* **WHAT TO DO**
Transcribe each record exactly as it appears.

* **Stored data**
═══

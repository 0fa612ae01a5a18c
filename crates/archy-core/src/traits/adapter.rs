// SPDX-FileCopyrightText: 2026 Archy Contributors
// SPDX-License-Identifier: MIT OR Apache-2.0

//! Base adapter trait that all pluggable backends implement.

use async_trait::async_trait;

use crate::error::ArchyError;
use crate::types::{AdapterType, HealthStatus};

/// The base trait for all Archy adapters.
///
/// Provides identity and health check capabilities so callers can report
/// which backend is active without knowing its concrete type.
#[async_trait]
pub trait PluginAdapter: Send + Sync + 'static {
    /// Returns the human-readable name of this adapter instance.
    fn name(&self) -> &str;

    /// Returns the type of adapter.
    fn adapter_type(&self) -> AdapterType;

    /// Performs a health check and returns the adapter's current status.
    async fn health_check(&self) -> Result<HealthStatus, ArchyError>;
}
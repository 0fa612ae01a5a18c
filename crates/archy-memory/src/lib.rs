// SPDX-FileCopyrightText: 2026 Archy Contributors
// SPDX-License-Identifier: MIT OR Apache-2.0

//! Two-tier memory for the Archy learning pipeline.
//!
//! Every interaction fragment is appended to the staging tier. Validation
//! scores it with the [`ScoringEngine`](archy_scoring::ScoringEngine) and, if
//! it qualifies, promotes it exactly once into the validated tier, where it
//! stays until retired.
//!
//! ## Architecture
//!
//! - **MemoryStore**: promotion state machine over `archy-storage`
//! - **Types**: PromotionOutcome, Validation, BatchSummary, MemoryStats

pub mod store;
pub mod types;

pub use store::{DEFAULT_AUTO_PROMOTE_SCORE, MemoryStore};
pub use types::*;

═══

* **EXERCISE ANSWER**
repository 0fa612ae01a5a18c
filename crates/archy-core/src/traits/adapter.rs
// SPDX-FileCopyrightText: 2026 Archy Contributors
// SPDX-License-Identifier: MIT OR Apache-2.0

//! Base adapter trait that all pluggable backends implement.

use async_trait::async_trait;

use crate::error::ArchyError;
use crate::types::{AdapterType, HealthStatus};

/// The base trait for all Archy adapters.
///
/// Provides identity and health check capabilities so callers can report
/// which backend is active without knowing its concrete type.
#[async_trait]
pub trait PluginAdapter: Send + Sync + 'static {
    /// Returns the human-readable name of this adapter instance.
    fn name(&self) -> &str;

    /// Returns the type of adapter.
    fn adapter_type(&self) -> AdapterType;

    /// Performs a health check and returns the adapter's current status.
    async fn health_check(&self) -> Result<HealthStatus, ArchyError>;
}
repository 0fa612ae01a5a18c
filename crates/archy-memory/src/lib.rs
// SPDX-FileCopyrightText: 2026 Archy Contributors
// SPDX-License-Identifier: MIT OR Apache-2.0

//! Two-tier memory for the Archy learning pipeline.
//!
//! Every interaction fragment is appended to the staging tier. Validation
//! scores it with the [`ScoringEngine`](archy_scoring::ScoringEngine) and, if
//! it qualifies, promotes it exactly once into the validated tier, where it
//! stays until retired.
//!
//! ## Architecture
//!
//! - **MemoryStore**: promotion state machine over `archy-storage`
//! - **Types**: PromotionOutcome, Validation, BatchSummary, MemoryStats

pub mod store;
pub mod types;

pub use store::{DEFAULT_AUTO_PROMOTE_SCORE, MemoryStore};
pub use types::*;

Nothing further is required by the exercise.